Zulip Chat Archive
Stream: new members
Topic: How do I show that Affine maps preserve measureable sets?
Toby Cathcart Burn (Apr 10 2025 at 15:00):
How should I prove that affine maps send measurable sets to measurable sets? Is this in mathlib, and should it be? I'm specifically interested in functions ℝ × ℝ → ℝ × ℝ .
measurableEmbedding_addRight
reduces this problem to showing that linear maps preserve measurable sets, but I can't find that in mathlib either.
Aaron Liu (Apr 10 2025 at 15:02):
Maybe docs#Continuous.measurable
Aaron Liu (Apr 10 2025 at 15:05):
We have docs#AffineMap.continuous_iff
Toby Cathcart Burn (Apr 10 2025 at 15:06):
Thanks, that looks great.
Aaron Liu (Apr 10 2025 at 15:15):
Maybe docs#AffineMap.continuous_linear_iff would be better
Toby Cathcart Burn (Apr 10 2025 at 15:31):
docs#Measurable talks about inverse images. Does this mean I need to get hold the inverse map (the cases I care about are invertible)?
Aaron Liu (Apr 10 2025 at 15:42):
Why would you need the inverse map?
Aaron Liu (Apr 10 2025 at 15:42):
Can you post the statement you want, written out in Lean?

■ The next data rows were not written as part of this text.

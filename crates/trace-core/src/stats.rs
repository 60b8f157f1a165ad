//! Windowed running statistics over numeric traces.
//!
//! Every output position `i` covers the trailing window
//! `trace[i + 1 - w ..= i]` where `w = min(i + 1, period)`: the first
//! `period - 1` positions use a growing partial window, later positions a full
//! window of exactly `period` points. `period` is clamped to the trace length.
//!
//! All statistics are driven by [`RollingWindow`], a sliding Welford
//! accumulator that is refilled from the exact window contents once every
//! `period` steps, so each output point costs amortised O(1) regardless of
//! the period.

use std::collections::BTreeMap;

use serde::{Deserialize, Serialize};

use crate::error::StatsError;

// ── RollingWindow ─────────────────────────────────────────────────────────────

/// Sliding-window mean / variance accumulator (Welford's update with removal).
///
/// Values are accumulated relative to a shift (the first value pushed into
/// an empty window) so that traces riding on a large offset do not lose
/// precision. The caller owns the window contents; `pop` must be given the
/// value that is leaving the window.
#[derive(Debug, Clone, Copy, Default, PartialEq)]
pub struct RollingWindow {
    count: usize,
    shift: f64,
    mean: f64,
    m2: f64,
}

impl RollingWindow {
    pub fn new() -> Self {
        Self::default()
    }

    /// Add `x` to the window.
    pub fn push(&mut self, x: f64) {
        if self.count == 0 {
            self.shift = x;
        }
        let x = x - self.shift;
        self.count += 1;
        let delta = x - self.mean;
        self.mean += delta / self.count as f64;
        self.m2 += delta * (x - self.mean);
    }

    /// Remove `x`, which must currently be in the window.
    pub fn pop(&mut self, x: f64) {
        match self.count {
            0 => {}
            1 => *self = Self::default(),
            _ => {
                let x = x - self.shift;
                self.count -= 1;
                let delta = x - self.mean;
                self.mean -= delta / self.count as f64;
                self.m2 -= delta * (x - self.mean);
                // Rounding can leave a tiny negative residue.
                if self.m2 < 0.0 {
                    self.m2 = 0.0;
                }
            }
        }
    }

    /// Discard the accumulated state and refill from `values`.
    pub fn rebuild(&mut self, values: &[f64]) {
        *self = Self::default();
        for &v in values {
            self.push(v);
        }
    }

    pub fn len(&self) -> usize {
        self.count
    }

    pub fn is_empty(&self) -> bool {
        self.count == 0
    }

    /// Arithmetic mean of the window, `0.0` when empty.
    pub fn mean(&self) -> f64 {
        if self.count == 0 {
            0.0
        } else {
            self.shift + self.mean
        }
    }

    /// Population variance (divisor = window size), `0.0` when empty.
    pub fn population_variance(&self) -> f64 {
        if self.count == 0 {
            0.0
        } else {
            self.m2 / self.count as f64
        }
    }

    pub fn population_stdev(&self) -> f64 {
        self.population_variance().sqrt()
    }
}

// ── Window iteration ──────────────────────────────────────────────────────────

/// Mean and population standard deviation of one window.
#[derive(Debug, Clone, Copy, PartialEq, Serialize, Deserialize)]
pub struct WindowStat {
    pub mean: f64,
    pub stdev: f64,
}

/// Validate inputs and return the effective (clamped) period.
fn effective_period(trace: &[f64], period: i64) -> Result<usize, StatsError> {
    if period <= 0 {
        return Err(StatsError::InvalidPeriod(period));
    }
    if let Some(index) = trace.iter().position(|v| !v.is_finite()) {
        return Err(StatsError::NonFinite { index });
    }
    let period = usize::try_from(period).unwrap_or(usize::MAX);
    Ok(period.min(trace.len()))
}

/// Slide a window of `period` points over `trace`, calling `emit` with the
/// accumulator state after each position.
fn slide<T>(
    trace: &[f64],
    period: i64,
    mut emit: impl FnMut(&RollingWindow) -> T,
) -> Result<Vec<T>, StatsError> {
    let period = effective_period(trace, period)?;
    let mut window = RollingWindow::new();
    let mut out = Vec::with_capacity(trace.len());

    for (i, &x) in trace.iter().enumerate() {
        if i >= period && i % period == 0 {
            // Periodic refill bounds the rounding carried by push/pop pairs;
            // it costs `period` once every `period` steps.
            window.rebuild(&trace[i + 1 - period..=i]);
        } else {
            if i >= period {
                window.pop(trace[i - period]);
            }
            window.push(x);
        }
        out.push(emit(&window));
    }

    Ok(out)
}

/// Windowed running mean of `trace`.
///
/// ```
/// use trace_core::stats::running_mean;
///
/// let avgs = running_mean(&[1.0, 2.0, 3.0, 4.0, 5.0], 3).unwrap();
/// assert_eq!(avgs, vec![1.0, 1.5, 2.0, 3.0, 4.0]);
/// ```
///
/// # Errors
/// [`StatsError::InvalidPeriod`] when `period <= 0`,
/// [`StatsError::NonFinite`] when the trace contains NaN or an infinity.
pub fn running_mean(trace: &[f64], period: i64) -> Result<Vec<f64>, StatsError> {
    slide(trace, period, RollingWindow::mean)
}

/// Windowed running population standard deviation of `trace`.
///
/// Each window is measured against its own mean.
pub fn running_stdev(trace: &[f64], period: i64) -> Result<Vec<f64>, StatsError> {
    slide(trace, period, RollingWindow::population_stdev)
}

/// Mean and standard deviation for every window in a single pass.
pub fn windowed_stats(trace: &[f64], period: i64) -> Result<Vec<WindowStat>, StatsError> {
    slide(trace, period, |w| WindowStat {
        mean: w.mean(),
        stdev: w.population_stdev(),
    })
}

// ── Request / response ────────────────────────────────────────────────────────

/// A batch of named traces with the window periods to apply to all of them.
///
/// ```json
/// { "avg_period": 100, "stdev_period": 100, "accel_x": [..], "accel_y": [..] }
/// ```
#[derive(Debug, Clone, Default, Serialize, Deserialize)]
pub struct StatsRequest {
    pub avg_period: i64,
    pub stdev_period: i64,
    /// Channel name → trace.
    #[serde(flatten)]
    pub traces: BTreeMap<String, Vec<f64>>,
}

/// Per-channel running means and standard deviations, each the same length
/// as the corresponding input trace.
#[derive(Debug, Clone, Default, PartialEq, Serialize, Deserialize)]
pub struct StatsResponse {
    pub avgs: BTreeMap<String, Vec<f64>>,
    pub stdevs: BTreeMap<String, Vec<f64>>,
}

/// Compute running means and standard deviations for every trace in `request`.
///
/// Fails on the first invalid channel; no partial response is returned.
pub fn compute_stats(request: &StatsRequest) -> Result<StatsResponse, StatsError> {
    let mut response = StatsResponse::default();
    for (channel, trace) in &request.traces {
        response
            .avgs
            .insert(channel.clone(), running_mean(trace, request.avg_period)?);
        response
            .stdevs
            .insert(channel.clone(), running_stdev(trace, request.stdev_period)?);
    }
    Ok(response)
}

// ── Tests ──────────────────────────────────────────────────────────────────────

Toby Cathcart Burn (Apr 10 2025 at 15:43):
theorem affine_Measurable (f : (ℝ × ℝ) →ᵃ[ℝ] (ℝ × ℝ)) {s : Set (ℝ×ℝ)} (h : MeasurableSet s ) : MeasurableSet (f '' s) := by
sorry
Aaron Liu (Apr 10 2025 at 15:46):
hmmm
Sébastien Gouëzel (Apr 10 2025 at 15:47):
This one is not true. There are measurable subsets of R^2 whose projection on R is not measurable. So taking f (x, y) = (x, 0)
, you get a counterexample to your statement. Preimages are much better behaved than direct images in many respects.

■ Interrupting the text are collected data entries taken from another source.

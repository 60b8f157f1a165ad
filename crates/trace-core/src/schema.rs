//! Declarative field-extraction schemas.
//!
//! A [`SchemaDescriptor`] is the compiled form of a `field name → pattern`
//! mapping describing one log dialect. Built-in dialects are plain preset
//! values ([`SchemaPreset`]); user dialects are loaded from JSON
//! ([`SchemaConfig`]).

use std::collections::BTreeMap;
use std::path::{Path, PathBuf};

use regex::Regex;
use serde::{Deserialize, Serialize};
use tracing::{debug, warn};

use crate::error::{Result, SchemaError, TraceError};

// ── Field names ───────────────────────────────────────────────────────────────

pub const FIELD_NAME: &str = "name";
pub const FIELD_ID: &str = "id";
pub const FIELD_TIMESTAMP: &str = "timestamp";
pub const FIELD_DATA: &str = "data";
pub const FIELD_LATENCY: &str = "latency";
pub const FIELD_INLINE_ID: &str = "inline_id";

/// Fields every schema must declare.
pub const REQUIRED_FIELDS: [&str; 4] = [FIELD_NAME, FIELD_ID, FIELD_TIMESTAMP, FIELD_DATA];

/// Name of the capture group that narrows a match to the extracted value.
pub const VALUE_GROUP: &str = "value";

/// Map legacy key spellings onto canonical field names.
fn canonical_field(key: &str) -> &str {
    match key {
        "sensor_name" => FIELD_NAME,
        "sensor_id" => FIELD_ID,
        other => other,
    }
}

// ── FieldPattern ──────────────────────────────────────────────────────────────

/// A single compiled extraction pattern.
///
/// The extracted span is the `value` capture group when the pattern defines
/// one, otherwise the whole leftmost match.
#[derive(Debug, Clone)]
pub struct FieldPattern {
    regex: Regex,
    has_value_group: bool,
}

impl FieldPattern {
    fn compile(field: &str, pattern: &str) -> std::result::Result<Self, SchemaError> {
        let regex = Regex::new(pattern).map_err(|source| SchemaError::InvalidPattern {
            field: field.to_string(),
            source,
        })?;
        let has_value_group = regex.capture_names().flatten().any(|n| n == VALUE_GROUP);
        Ok(Self {
            regex,
            has_value_group,
        })
    }

    /// Search `line` and return the extracted span, if any.
    pub fn extract<'a>(&self, line: &'a str) -> Option<&'a str> {
        if self.has_value_group {
            self.regex
                .captures(line)
                .and_then(|caps| caps.name(VALUE_GROUP))
                .map(|m| m.as_str())
        } else {
            self.regex.find(line).map(|m| m.as_str())
        }
    }

    /// The source text of the pattern.
    pub fn as_str(&self) -> &str {
        self.regex.as_str()
    }
}

// ── SchemaDescriptor ──────────────────────────────────────────────────────────

/// The compiled set of named extraction patterns describing one log dialect.
#[derive(Debug, Clone)]
pub struct SchemaDescriptor {
    dialect: String,
    name: FieldPattern,
    id: FieldPattern,
    timestamp: FieldPattern,
    data: FieldPattern,
    latency: Option<FieldPattern>,
    inline_id: Option<FieldPattern>,
}

impl SchemaDescriptor {
    /// Validate and compile a `field → pattern` mapping.
    ///
    /// `sensor_name` and `sensor_id` are accepted as spellings of `name` and
    /// `id`. Unrecognised fields are ignored with a warning.
    ///
    /// # Errors
    /// * [`SchemaError::MissingField`] if any of `name`, `id`, `timestamp`,
    ///   `data` is absent (checked before anything is compiled).
    /// * [`SchemaError::InvalidPattern`] if a supplied pattern does not compile.
    pub fn build<I, K, V>(fields: I) -> std::result::Result<Self, SchemaError>
    where
        I: IntoIterator<Item = (K, V)>,
        K: AsRef<str>,
        V: AsRef<str>,
    {
        let fields: BTreeMap<String, String> = fields
            .into_iter()
            .map(|(k, v)| {
                (
                    canonical_field(k.as_ref()).to_string(),
                    v.as_ref().to_string(),
                )
            })
            .collect();

        for required in REQUIRED_FIELDS {
            if !fields.contains_key(required) {
                return Err(SchemaError::MissingField(required.to_string()));
            }
        }

        let mut compiled: BTreeMap<String, FieldPattern> = BTreeMap::new();
        for (field, pattern) in &fields {
            match field.as_str() {
                FIELD_NAME | FIELD_ID | FIELD_TIMESTAMP | FIELD_DATA | FIELD_LATENCY
                | FIELD_INLINE_ID => {
                    compiled.insert(field.clone(), FieldPattern::compile(field, pattern)?);
                }
                unknown => warn!("Ignoring unknown schema field: {}", unknown),
            }
        }

        let mut required = |field: &str| {
            compiled
                .remove(field)
                .ok_or_else(|| SchemaError::MissingField(field.to_string()))
        };
        let name = required(FIELD_NAME)?;
        let id = required(FIELD_ID)?;
        let timestamp = required(FIELD_TIMESTAMP)?;
        let data = required(FIELD_DATA)?;

        Ok(Self {
            dialect: "custom".to_string(),
            name,
            id,
            timestamp,
            data,
            latency: compiled.remove(FIELD_LATENCY),
            inline_id: compiled.remove(FIELD_INLINE_ID),
        })
    }

    /// Attach a dialect name, used only for logging and reports.
    pub fn with_dialect(mut self, dialect: impl Into<String>) -> Self {
        self.dialect = dialect.into();
        self
    }

    /// Compile one of the built-in presets.
    pub fn preset(preset: SchemaPreset) -> std::result::Result<Self, SchemaError> {
        Ok(Self::build(preset.fields())?.with_dialect(preset.as_str()))
    }

    pub fn dialect(&self) -> &str {
        &self.dialect
    }

    pub fn name(&self) -> &FieldPattern {
        &self.name
    }

    pub fn id(&self) -> &FieldPattern {
        &self.id
    }

    pub fn timestamp(&self) -> &FieldPattern {
        &self.timestamp
    }

    pub fn data(&self) -> &FieldPattern {
        &self.data
    }

    pub fn latency(&self) -> Option<&FieldPattern> {
        self.latency.as_ref()
    }

    pub fn inline_id(&self) -> Option<&FieldPattern> {
        self.inline_id.as_ref()
    }
}

// ── SchemaPreset ──────────────────────────────────────────────────────────────

/// Built-in log dialects.
#[derive(Debug, Clone, Copy, PartialEq, Eq)]
pub enum SchemaPreset {
    /// Multi-sensor logs with `sensor type N: Name.` headers and
    /// `Sensor: N TS: T Data: x y z Latency: L` body lines.
    Google,
    /// One sensor per file, `<timestamp> <values...>` per line, with an
    /// optional `# sensor: NAME id: ID` header.
    Single,
}

impl SchemaPreset {
    pub fn as_str(&self) -> &'static str {
        match self {
            SchemaPreset::Google => "google",
            SchemaPreset::Single => "single",
        }
    }

    pub fn from_name(name: &str) -> Option<Self> {
        match name.to_ascii_lowercase().as_str() {
            "google" => Some(SchemaPreset::Google),
            "single" => Some(SchemaPreset::Single),
            _ => None,
        }
    }

    /// The uncompiled `field → pattern` pairs of this preset.
    pub fn fields(&self) -> Vec<(&'static str, &'static str)> {
        match self {
            SchemaPreset::Google => vec![
                (FIELD_NAME, r": (?P<value>[\w\s]+).$"),
                (
                    FIELD_ID,
                    r"sensor type (?P<value>[+-]?(?:[0-9]*[.])?[0-9]+)",
                ),
                (FIELD_TIMESTAMP, r"TS: (?P<value>[+-]?(?:[0-9]*[.])?[0-9]+)"),
                (
                    FIELD_DATA,
                    r"Data: (?P<value>(?:[+-]?(?:[0-9]*[.])?[0-9]+(?:\s+|$))+)(?:$|[A-Za-z]+:)",
                ),
                (
                    FIELD_INLINE_ID,
                    r"Sensor: (?P<value>[+-]?(?:[0-9]*[.])?[0-9]+)",
                ),
                (
                    FIELD_LATENCY,
                    r"Latency: (?P<value>[+-]?(?:[0-9]*[.])?[0-9]+)",
                ),
            ],
            SchemaPreset::Single => vec![
                (FIELD_NAME, r"^#\s*sensor:\s*(?P<value>.+?)\s+id:"),
                (FIELD_ID, r"^#.*\bid:\s*(?P<value>\S+)"),
                (FIELD_TIMESTAMP, r"^\s*(?P<value>[+-]?(?:[0-9]*[.])?[0-9]+)\s"),
                (FIELD_DATA, r"^\s*\S+\s+(?P<value>.+?)\s*$"),
            ],
        }
    }
}

// ── SchemaConfig ──────────────────────────────────────────────────────────────

/// A schema as stored on disk:
///
/// ```json
/// { "name": "imu", "fields": { "name": "...", "id": "...", "timestamp": "...", "data": "..." } }
/// ```
#[derive(Debug, Clone, Default, Serialize, Deserialize)]
pub struct SchemaConfig {
    /// Dialect name; defaults to the file stem when loaded from disk.
    #[serde(default, skip_serializing_if = "Option::is_none")]
    pub name: Option<String>,
    /// Field name → pattern.
    pub fields: BTreeMap<String, String>,
}

impl SchemaConfig {
    /// Directory holding saved schemas: `~/.sensor-trace/schemas`.
    pub fn schemas_dir() -> PathBuf {
        Self::schemas_dir_in(&dirs::home_dir().unwrap_or_else(|| PathBuf::from(".")))
    }

    /// The schemas directory rooted at `base_dir` (used for testing).
    pub fn schemas_dir_in(base_dir: &Path) -> PathBuf {
        base_dir.join(".sensor-trace").join("schemas")
    }

    /// Read a schema document from `path`.
    pub fn load_from(path: &Path) -> Result<Self> {
        let content = std::fs::read_to_string(path).map_err(|source| TraceError::FileRead {
            path: path.to_path_buf(),
            source,
        })?;
        let mut config: SchemaConfig = serde_json::from_str(&content)?;
        if config.name.is_none() {
            config.name = path
                .file_stem()
                .map(|stem| stem.to_string_lossy().to_string());
        }
        Ok(config)
    }

    /// Compile this configuration into a [`SchemaDescriptor`].
    pub fn compile(&self) -> Result<SchemaDescriptor> {
        let descriptor = SchemaDescriptor::build(&self.fields)?;
        Ok(match &self.name {
            Some(name) => descriptor.with_dialect(name.clone()),
            None => descriptor,
        })
    }
}

// ── Resolution ────────────────────────────────────────────────────────────────

/// Resolve the schema to use for a parse job.
///
/// Order: explicit `schema_file` → `preset` (built-in, then
/// `<schemas_dir>/<preset>.json`) → the built-in Google preset.
pub fn resolve_schema(
    schema_file: Option<&Path>,
    preset: Option<&str>,
    schemas_dir: &Path,
) -> Result<SchemaDescriptor> {
    if let Some(path) = schema_file {
        debug!("Loading schema from {}", path.display());
        return SchemaConfig::load_from(path)?.compile();
    }

    let Some(name) = preset else {
        return Ok(SchemaDescriptor::preset(SchemaPreset::Google)?);
    };

    if let Some(builtin) = SchemaPreset::from_name(name) {
        return Ok(SchemaDescriptor::preset(builtin)?);
    }

    let saved = schemas_dir.join(format!("{}.json", name));
    if saved.is_file() {
        debug!("Loading saved schema {} from {}", name, saved.display());
        return SchemaConfig::load_from(&saved)?.compile();
    }

    Err(TraceError::UnknownPreset(name.to_string()))
}

// ── Tests ──────────────────────────────────────────────────────────────────────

Toby Cathcart Burn (Apr 10 2025 at 15:52):
I hadn't realized the theorem wasn't true in general, thanks for pointing it out.
In this particular case, wouldn't the image of f always have measure 0 (as a subset of R^2)?

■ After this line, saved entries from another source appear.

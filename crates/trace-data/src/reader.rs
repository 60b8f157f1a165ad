//! Log file discovery and incremental line reading.
//!
//! Files are never buffered whole: [`LineReader`] yields one line at a time so
//! memory stays bounded by what the parser keeps, not by file size.

use std::fs::File;
use std::io::{self, BufRead, BufReader};
use std::path::{Path, PathBuf};

use trace_core::error::{Result, TraceError};
use tracing::{debug, warn};

/// Extensions picked up when a directory is scanned.
pub const LOG_EXTENSIONS: &[&str] = &["log", "txt"];

// ── Public API ────────────────────────────────────────────────────────────────

/// Find all log files recursively under `data_path`, sorted by path.
pub fn find_log_files(data_path: &Path) -> Vec<PathBuf> {
    if !data_path.exists() {
        warn!("Data path does not exist: {}", data_path.display());
        return Vec::new();
    }

    let mut files: Vec<PathBuf> = walkdir::WalkDir::new(data_path)
        .follow_links(true)
        .into_iter()
        .filter_map(|entry| entry.ok())
        .filter(|entry| {
            entry.file_type().is_file()
                && entry
                    .path()
                    .extension()
                    .map(|ext| LOG_EXTENSIONS.iter().any(|known| ext == *known))
                    .unwrap_or(false)
        })
        .map(|entry| entry.into_path())
        .collect();

    files.sort();
    files
}

/// Expand command-line inputs into the list of files to parse.
///
/// Directories are scanned with [`find_log_files`]; every other path is kept
/// as given (whatever its extension) so that a missing file surfaces as a
/// read error for that file instead of vanishing from the batch.
pub fn expand_inputs(inputs: &[PathBuf]) -> Vec<PathBuf> {
    let mut files = Vec::new();
    for input in inputs {
        if input.is_dir() {
            let found = find_log_files(input);
            debug!("{}: {} log files", input.display(), found.len());
            files.extend(found);
        } else {
            files.push(input.clone());
        }
    }
    files
}

/// Open `path` for incremental line reading.
pub fn open_lines(path: &Path) -> Result<LineReader<BufReader<File>>> {
    let file = File::open(path).map_err(|source| TraceError::FileRead {
        path: path.to_path_buf(),
        source,
    })?;
    Ok(LineReader::new(BufReader::new(file)))
}

// ── LineReader ────────────────────────────────────────────────────────────────

/// Iterator over the lines of a byte stream.
///
/// Strips `\n` / `\r\n` terminators and replaces invalid UTF-8 instead of
/// failing, so a stray binary byte costs one line at most.
pub struct LineReader<R> {
    inner: R,
    buf: Vec<u8>,
}

impl<R: BufRead> LineReader<R> {
    pub fn new(inner: R) -> Self {
        Self {
            inner,
            buf: Vec::new(),
        }
    }
}

impl<R: BufRead> Iterator for LineReader<R> {
    type Item = io::Result<String>;

    fn next(&mut self) -> Option<Self::Item> {
        self.buf.clear();
        match self.inner.read_until(b'\n', &mut self.buf) {
            Ok(0) => None,
            Ok(_) => {
                if self.buf.last() == Some(&b'\n') {
                    self.buf.pop();
                    if self.buf.last() == Some(&b'\r') {
                        self.buf.pop();
                    }
                }
                Some(Ok(String::from_utf8_lossy(&self.buf).into_owned()))
            }
            Err(e) => Some(Err(e)),
        }
    }
}

// ── Tests ─────────────────────────────────────────────────────────────────────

Sébastien Gouëzel (Apr 10 2025 at 15:57):
Sure. Here by measurable I mean Borel-measurable, which is the standard meaning in mathlib. It's true that the image is always Lebesgue measurable, but that's a deep theorem.
Toby Cathcart Burn (Apr 10 2025 at 16:05):
Thanks for explaining that. I guess I'll show that my affine maps have inverses. How would I find which kind of measure is the default? docs#Real.measureSpace doesn't have the most informative definition.
Toby Cathcart Burn (Apr 10 2025 at 16:14):
I've found docs#Real.measurableSpace. So MeasurableSet
(on R) means Borel measurable, but since volume
is defined on all subsets of R, it makes sense to extend it usefully by using the Lebesgue measure.
Etienne Marion (Apr 10 2025 at 16:17):
In Mathlib measures are always defined for any set as the biggest outer measure which coincides with the measure on measurable sets.